---
library_name: diffusers
---
# Mann-E FLUX[Dev] Edition
## How to use the model
### Install needed libraries
```
pip install git+https://github.com/huggingface/diffusers.git transformers==4.42.4 accelerate xformers peft sentencepiece protobuf -q
```
### Execution code
```python
import numpy as np
import random
import torch
from diffusers import DiffusionPipeline, FlowMatchEulerDiscreteScheduler, AutoencoderTiny, AutoencoderKL
from transformers import CLIPTextModel, CLIPTokenizer,T5EncoderModel, T5TokenizerFast
dtype = torch.bfloat16
device = "cuda" if torch.cuda.is_available() else "cpu"
taef1 = AutoencoderTiny.from_pretrained("madebyollin/taef1", torch_dtype=dtype).to(device)
pipe = DiffusionPipeline.from_pretrained("mann-e/mann-e_flux", torch_dtype=dtype, vae=taef1).to(device)
torch.cuda.empty_cache()
MAX_SEED = np.iinfo(np.int32).max
MAX_IMAGE_SIZE = 2048
seed = random.randint(0, MAX_SEED)
generator = torch.Generator().manual_seed(seed)

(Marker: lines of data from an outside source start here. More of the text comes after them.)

pub mod ai;
pub mod api;
pub mod config;
pub mod context;
pub mod explain;
pub mod ocr;
pub mod pipeline;
pub mod storage;
pub mod utils;
pub mod weakness;

pub use api::build_router;
pub use config::AppConfig;
pub use context::AppContext;
pub use utils::{QuizError, QuizResult};
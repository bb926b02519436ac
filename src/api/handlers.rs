use axum::{extract::State, Json};
use chrono::{DateTime, Utc};
use serde::{Deserialize, Serialize};
use serde_json::{json, Value};
use std::collections::HashMap;
use tracing::{error, info};

use super::error::ApiResult;
use super::extract::{Admin, Caller, EventSource, RpcJson};
use super::AppState;
use crate::pipeline::{ApprovalRequest, JobStatus};
use crate::storage::models::{
    AppData, AttemptRecord, Classification, ConfirmedCounts, GenerationJob, RawFlashcardDraft, RawMcqDraft,
    StagedContent,
};
use crate::utils::QuizError;
use crate::weakness::assemble_weakness_test;

pub const DEFAULT_TEST_SIZE: u32 = 20;
pub const MAX_TEST_SIZE: u32 = 200;

fn require_id<'a>(field: &str, value: &'a str) -> Result<&'a str, QuizError> {
    let value = value.trim();
    if value.is_empty() {
        return Err(QuizError::invalid(format!("{} 不能为空", field)));
    }
    Ok(value)
}

// ---- 请求/响应类型 ----

#[derive(Debug, Deserialize)]
#[serde(rename_all = "camelCase")]
pub struct ObjectFinalizedRequest {
    pub path: String,
    pub content_type: String,
}

#[derive(Debug, Deserialize)]
#[serde(rename_all = "camelCase")]
pub struct JobRequest {
    pub job_id: String,
}

#[derive(Debug, Deserialize)]
#[serde(rename_all = "camelCase")]
pub struct GenerateContentRequest {
    pub job_id: String,
    pub mcq_count: u32,
    pub flashcard_count: u32,
    pub topic: String,
    pub chapter: String,
    #[serde(default)]
    pub source_citation: Option<String>,
}

#[derive(Debug, Deserialize)]
#[serde(rename_all = "camelCase")]
pub struct ApproveContentRequest {
    pub job_id: String,
    pub topic: String,
    pub chapter: String,
    #[serde(default)]
    pub mcqs: Option<Vec<RawMcqDraft>>,
    #[serde(default)]
    pub flashcards: Option<Vec<RawFlashcardDraft>>,
}

#[derive(Debug, Clone, Copy, PartialEq, Eq, Deserialize)]
#[serde(rename_all = "lowercase")]
pub enum ContentKind {
    Mcq,
    Flashcard,
}

#[derive(Debug, Deserialize)]
pub struct DeleteContentRequest {
    pub id: String,
    #[serde(rename = "type")]
    pub kind: ContentKind,
}

#[derive(Debug, Deserialize)]
#[serde(rename_all = "camelCase")]
pub struct WeaknessTestRequest {
    #[serde(default)]
    pub attempted: Option<HashMap<String, AttemptRecord>>,
    #[serde(default)]
    pub test_size: Option<u32>,
}

#[derive(Debug, Deserialize)]
#[serde(rename_all = "camelCase")]
pub struct RecordAttemptRequest {
    pub mcq_id: String,
    pub is_correct: bool,
    #[serde(default)]
    pub selected_answer: Option<String>,
}

#[derive(Debug, Deserialize)]
#[serde(rename_all = "camelCase")]
pub struct ExplanationRequest {
    pub mcq_id: String,
}

#[derive(Debug, Deserialize)]
#[serde(rename_all = "camelCase")]
pub struct AdviceRequest {
    #[serde(default)]
    pub strong_topics: Vec<String>,
    #[serde(default)]
    pub weak_topics: Vec<String>,
    pub overall_accuracy: f64,
}

/// 管理队列中展示的任务（不含提取全文）
#[derive(Debug, Serialize)]
#[serde(rename_all = "camelCase")]
pub struct JobView {
    pub id: String,
    pub uid: String,
    pub file_name: String,
    pub content_type: String,
    pub status: JobStatus,
    pub error: Option<String>,
    pub suggestion: Option<Classification>,
    pub confirmed: Option<ConfirmedCounts>,
    pub staged_content: Option<StagedContent>,
    pub extracted_chars: usize,
    pub created_at: DateTime<Utc>,
    pub updated_at: DateTime<Utc>,
}

impl From<GenerationJob> for JobView {
    fn from(job: GenerationJob) -> Self {
        Self {
            extracted_chars: job.extracted_text.as_deref().map_or(0, |t| t.chars().count()),
            id: job.id,
            uid: job.uid,
            file_name: job.file_name,
            content_type: job.content_type,
            status: job.status,
            error: job.error,
            suggestion: job.suggestion,
            confirmed: job.confirmed,
            staged_content: job.staged_content,
            created_at: job.created_at,
            updated_at: job.updated_at,
        }
    }
}

// ---- 处理函数 ----

pub async fn health() -> Json<Value> {
    Json(json!({ "status": "ok" }))
}

/// 上传完成事件：建任务并在后台执行 OCR
pub async fn object_finalized(
    State(state): State<AppState>,
    _source: EventSource,
    RpcJson(req): RpcJson<ObjectFinalizedRequest>,
) -> ApiResult<Json<Value>> {
    let path = require_id("path", &req.path)?;
    let (job, created) = state.pipeline.on_object_finalized(path, req.content_type.trim()).await?;

    if created {
        let pipeline = state.pipeline.clone();
        let job_id = job.id.clone();
        tokio::spawn(async move {
            if let Err(e) = pipeline.run_ocr(&job_id).await {
                error!("任务 {} OCR 阶段失败: {}", job_id, e);
            }
        });
    }

    Ok(Json(json!({ "jobId": job.id, "created": created })))
}

pub async fn suggest_content_metrics(
    State(state): State<AppState>,
    Admin(caller): Admin,
    RpcJson(req): RpcJson<JobRequest>,
) -> ApiResult<Json<Classification>> {
    let job_id = require_id("jobId", &req.job_id)?;
    info!("{} 请求任务 {} 的分类建议", caller.uid, job_id);
    Ok(Json(state.pipeline.suggest_metrics(job_id).await?))
}

pub async fn generate_content(
    State(state): State<AppState>,
    Admin(caller): Admin,
    RpcJson(req): RpcJson<GenerateContentRequest>,
) -> ApiResult<Json<Value>> {
    let job_id = require_id("jobId", &req.job_id)?;
    let confirmed = state.pipeline.validate_counts(&ConfirmedCounts {
        topic: req.topic,
        chapter: req.chapter,
        mcq_count: req.mcq_count,
        flashcard_count: req.flashcard_count,
        source_citation: req.source_citation,
    })?;
    info!("{} 确认任务 {} 的生成数量", caller.uid, job_id);

    let staged = state.pipeline.generate_content(job_id, &confirmed).await?;
    Ok(Json(json!({
        "mcqCount": staged.mcqs.len(),
        "flashcardCount": staged.flashcards.len(),
    })))
}

pub async fn approve_content(
    State(state): State<AppState>,
    Admin(caller): Admin,
    RpcJson(req): RpcJson<ApproveContentRequest>,
) -> ApiResult<Json<Value>> {
    let job_id = require_id("jobId", &req.job_id)?;
    let request = ApprovalRequest {
        job_id: job_id.to_string(),
        topic: req.topic,
        chapter: req.chapter,
        mcqs: req.mcqs,
        flashcards: req.flashcards,
    };
    info!("{} 审核任务 {}", caller.uid, job_id);

    let outcome = state.pipeline.approve(&request).await?;
    Ok(Json(json!({
        "mcqCount": outcome.mcq_ids.len(),
        "flashcardCount": outcome.flashcard_ids.len(),
        "newTopic": outcome.new_topic,
        "newChapter": outcome.new_chapter,
    })))
}

pub async fn retry_job(
    State(state): State<AppState>,
    Admin(_): Admin,
    RpcJson(req): RpcJson<JobRequest>,
) -> ApiResult<Json<Value>> {
    let job_id = require_id("jobId", &req.job_id)?;
    let job = state.pipeline.retry_job(job_id).await?;

    // 回到 pending_ocr 时没有新的上传事件，需要在这里重新触发 OCR
    if job.status == JobStatus::PendingOcr {
        let pipeline = state.pipeline.clone();
        let job_id = job.id.clone();
        tokio::spawn(async move {
            if let Err(e) = pipeline.run_ocr(&job_id).await {
                error!("任务 {} 重试 OCR 失败: {}", job_id, e);
            }
        });
    }

    Ok(Json(json!({ "jobId": job.id, "status": job.status })))
}

pub async fn list_pending_jobs(State(state): State<AppState>, Admin(_): Admin) -> ApiResult<Json<Value>> {
    let jobs: Vec<JobView> = state
        .pipeline
        .pending_jobs()
        .await?
        .into_iter()
        .map(JobView::from)
        .collect();
    Ok(Json(json!({ "jobs": jobs })))
}

pub async fn delete_content_item(
    State(state): State<AppState>,
    Admin(caller): Admin,
    RpcJson(req): RpcJson<DeleteContentRequest>,
) -> ApiResult<Json<Value>> {
    let id = require_id("id", &req.id)?;
    let label = match req.kind {
        ContentKind::Mcq => {
            state.db.delete_mcq(id).await?;
            "MCQ"
        }
        ContentKind::Flashcard => {
            state.db.delete_flashcard(id).await?;
            "Flashcard"
        }
    };
    info!("{} 删除了 {} {}", caller.uid, label, id);
    Ok(Json(json!({
        "success": true,
        "message": format!("{} {} deleted", label, id),
    })))
}

pub async fn generate_weakness_based_test(
    State(state): State<AppState>,
    caller: Caller,
    RpcJson(req): RpcJson<WeaknessTestRequest>,
) -> ApiResult<Json<Value>> {
    let test_size = req.test_size.unwrap_or(DEFAULT_TEST_SIZE);
    if !(1..=MAX_TEST_SIZE).contains(&test_size) {
        return Err(QuizError::invalid(format!("testSize 必须在 1 到 {} 之间", MAX_TEST_SIZE)).into());
    }

    let attempts = match req.attempted {
        Some(attempted) => attempted,
        None => state.db.attempts_for(&caller.uid).await?,
    };
    let pool = state.db.list_mcqs().await?;

    let mcq_ids = assemble_weakness_test(&attempts, &pool, test_size as usize, &mut rand::thread_rng());
    info!("{} 薄弱点测验: {} 题", caller.uid, mcq_ids.len());
    Ok(Json(json!({ "mcqIds": mcq_ids })))
}

pub async fn record_attempt(
    State(state): State<AppState>,
    caller: Caller,
    RpcJson(req): RpcJson<RecordAttemptRequest>,
) -> ApiResult<Json<Value>> {
    let mcq_id = require_id("mcqId", &req.mcq_id)?;
    let selected = req.selected_answer.as_deref().map(str::trim).filter(|s| !s.is_empty());
    if let Some(letter) = selected {
        letter
            .parse::<crate::storage::models::AnswerLetter>()
            .map_err(QuizError::InvalidArgument)?;
    }

    state.db.record_attempt(&caller.uid, mcq_id, req.is_correct, selected).await?;
    Ok(Json(json!({})))
}

pub async fn generate_mcq_explanation(
    State(state): State<AppState>,
    _caller: Caller,
    RpcJson(req): RpcJson<ExplanationRequest>,
) -> ApiResult<Json<Value>> {
    let mcq_id = require_id("mcqId", &req.mcq_id)?;
    let (explanation, cached) = state.explainer.get_or_generate_explanation(mcq_id).await?;
    Ok(Json(json!({ "explanation": explanation, "cached": cached })))
}

pub async fn generate_performance_advice(
    State(state): State<AppState>,
    _caller: Caller,
    RpcJson(req): RpcJson<AdviceRequest>,
) -> ApiResult<Json<Value>> {
    let advice = state
        .explainer
        .performance_advice(&req.strong_topics, &req.weak_topics, req.overall_accuracy)
        .await?;
    Ok(Json(json!({ "advice": advice })))
}

pub async fn get_app_data(State(state): State<AppState>, _caller: Caller) -> ApiResult<Json<AppData>> {
    Ok(Json(state.db.app_data().await?))
}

prompt = "an astronaut riding a horse"
pipe(
prompt=f"{prompt}",
guidance_scale=3.5,
num_inference_steps=10,
width=720,
height=1280,
generator=generator,
output_type="pil"
).images[0].save("output.png")
```
## Tips and Tricks
1. Adding `mj-v6.1-style` to the prompts specially the cinematic and photo realistic prompts can make the result quality high as hell! Give it a try.
2. The best `guidance_scale` is somewhere between 3.5 and 5.0
3. Inference steps between 8 and 16 are working very well.